Answering Objections 2: the Bible Supports Slavery

Objector:

the bible supports slavery

and later on in the debate:

It also says that you may beat your slave as long ad they don’t die.

further down:

It says that you can beat your slave.. That’s what it says.

 

Response:

  1. The objector, probably unintentionally, equivocates the term slavery across two different historical contexts. Slavery in the ancient world is not equal to slavery in the nineteenth century. This mistake is understandable, considering that in school we exclusively learned about slavery in US History. The differences are numerous, but to keep it simple, a helpful comparison is to indentured servants. These were people who sold their labor for 7 year blocks of time, became “slaves”, and were released again at the end of their due time. Here are some additional ways: slavery in the ancient world was unrelated to race, whereas in the US is was almost immediately about race; a slave in the ancient world could have any job, like being a poet, a farmer, a guard, a tutor, and so on, whereas in the US slavery was restricted to manual labor. (Granted, most jobs at the time were agricultural anyways, so this is only marginally true). There are more differences than these.
  2. Does the Bible “support slavery”? For the Bible to support something, it would be necessary to find a commandment that states “You can have slaves.” Now, such a commandment is nowhere to be found.
  3. Of course, the Bible still talks about slavery without outright endorsing it. Could the Bible implicitly nod to slavery, giving sanction to the practice without making the statement “You can have slaves”? Of course it could. But these are murky waters, for now we have to intuit the intention behind every reference to slavery — even when the text itself is silent. In these cases either scenario tends to be a valid interpretation. For example, moral codes like “An eye for an eye” can be seen as giving people the right to seek vigilante retribution against their enemy, and endorsing violence as the best way to deal with violence.

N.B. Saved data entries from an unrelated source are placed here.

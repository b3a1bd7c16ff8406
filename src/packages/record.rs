// src/packages/record.rs

//! In-memory package metadata
//!
//! A [`PackageRecord`] is produced by extraction, copied into the package
//! index, and serialized into the package database. Optional control fields
//! are `None` when absent, never an empty string.

use serde::Serialize;
use std::path::PathBuf;

/// One package's metadata and file manifest
#[derive(Debug, Clone, Default, PartialEq, Eq, Serialize)]
pub struct PackageRecord {
    pub name: String,
    pub version: String,
    pub architecture: Option<String>,
    pub maintainer: Option<String>,
    pub description: Option<String>,
    pub depends: Option<String>,
    pub installed_size: Option<String>,
    pub section: Option<String>,
    pub priority: Option<String>,
    pub homepage: Option<String>,
    /// Base name of the archive the package was installed from
    pub filename: Option<String>,
    /// Relative payload paths, in extraction order
    pub files: Vec<String>,

    /// Extracted `control/` tree for the current transaction only
    #[serde(skip)]
    pub control_dir: Option<PathBuf>,
    /// Extracted `data/` tree for the current transaction only
    #[serde(skip)]
    pub data_dir: Option<PathBuf>,
}

impl PackageRecord {
    pub fn new(name: impl Into<String>, version: impl Into<String>) -> Self {
        Self {
            name: name.into(),
            version: version.into(),
            ..Default::default()
        }
    }

    /// Name+version only, used to mark a package as being installed
    pub fn placeholder(&self) -> Self {
        Self::new(self.name.clone(), self.version.clone())
    }

    /// A record may be indexed as installed or persisted only with both a
    /// name and a version
    pub fn is_installable(&self) -> bool {
        !self.name.is_empty() && !self.version.is_empty()
    }

    /// `<name>-<version>`, the package database directory name
    pub fn identifier(&self) -> String {
        format!("{}-{}", self.name, self.version)
    }
}

#[cfg(test)]
mod tests {
    use super::*;

    #[test]
    fn test_installable_requires_name_and_version() {
        assert!(PackageRecord::new("hello", "2.10").is_installable());
        assert!(!PackageRecord::new("", "2.10").is_installable());
        assert!(!PackageRecord::new("hello", "").is_installable());
    }

    #[test]
    fn test_placeholder_drops_everything_else() {
        let mut record = PackageRecord::new("hello", "2.10");
        record.maintainer = Some("Someone <someone@example.com>".to_string());
        record.files = vec!["usr/bin/hello".to_string()];
        record.data_dir = Some(PathBuf::from("/tmp/hello/data"));

        let placeholder = record.placeholder();
        assert_eq!(placeholder.identifier(), "hello-2.10");
        assert!(placeholder.maintainer.is_none());
        assert!(placeholder.files.is_empty());
        assert!(placeholder.data_dir.is_none());
    }
}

OR, those same moral codes can be seen as a limit that bars the offended from extracting disproportionate punishment from the offender; the code could equally be read as “AT MOST an eye, for an eye” which is an equally valid reading.
  4. More complexity comes about when we distinguish between prescriptive and descriptive discussion in the text. Do we really think that, because the Bible so much as mentions a topic, it endorses that topic? Clearly not. For example, the Bible records various people engaging in polygamy throughout the Old Testament… but does that give license to polygamy? No, because we can see the consequences of those actions (which are numerous for Solomon) and use other Biblical principles to come to a more full understanding of the general topic (like that monogamy is represented in the beginning, and in parallel at the Wedding Feast in Revelation, etc.) which have importance for how we understand that general topic.
  5. My friend Kristina Olsen points this out: “the same passage that you mentioned about the slave beatings (Exodus 21) also mentions that if a master knocks his slave’s tooth out or destroys his slave’s eye, the slave must go free. Clearly, there are strict boundaries for harm. And that passage also says the slave shall be avenged if he dies by his master’s hand (vs. 20).” So, while the Bible does not, in this particular case, denounce slavery, it does place limits on the practice that likely exceeded the limits already in place.
  6. The Bible does depict slavery in a negative light at various points. The Israelites are slaves set free from Egypt (which later becomes a rallying point during the abolition movement). Joseph is sold into slavery by his brothers (which is called “evil” in the text itself). The Israelites again become slaves during the Exile to Babylon, which is presented as being roughly the worst thing ever.
  7. An important place to look things in the Bible is also the New Testament. Most obviously we have Philemon, in which Paul requests that Philemon accept his former (runaway) slave Onesimus back into his household, not as a slave but as a freeman. This letter does not support or denounce slavery, though it was used heavily by both sides of the abolition debate in the US.
  8. If the Bible does not support or denounce slavery, then we could possibly look to history to see how Christians have used the Bible to support or denounce slavery. Now, this has exited the original discussion about the content of the Bible, but it could be helpful to examine anyway. This, too, is a jumbled mess. But I can at least point out that William Wilberforce in the UK along with almost all of the abolitionists in the US (Garrison, Douglass, Tappen, etc.) were both devout Christians and held their abolitionist perspective from a specifically Christian foundation. Consider also that abolitionism was first popularized (or, made more popular, since it was not actually “popular” until after it happened) during the Second Great Awakening and was mostly born (in the US) during the First Great Awakening. This is not a comprehensive case, but these are still good counterpoints to the claim that the Bible was always used to support slavery. See the book “America’s God” by Mark Noll for more on this.

The Bible does not “support” the nineteenth century institution of slavery with which we are all familiar. It does remain, on balance, mute regarding the legitimacy of economic bond-servitude as done in the ancient world. Particular rules are given to prevent the mistreatment of the slaves that are owned, which may or may not permit slavery, but certainly place a cap on its practice.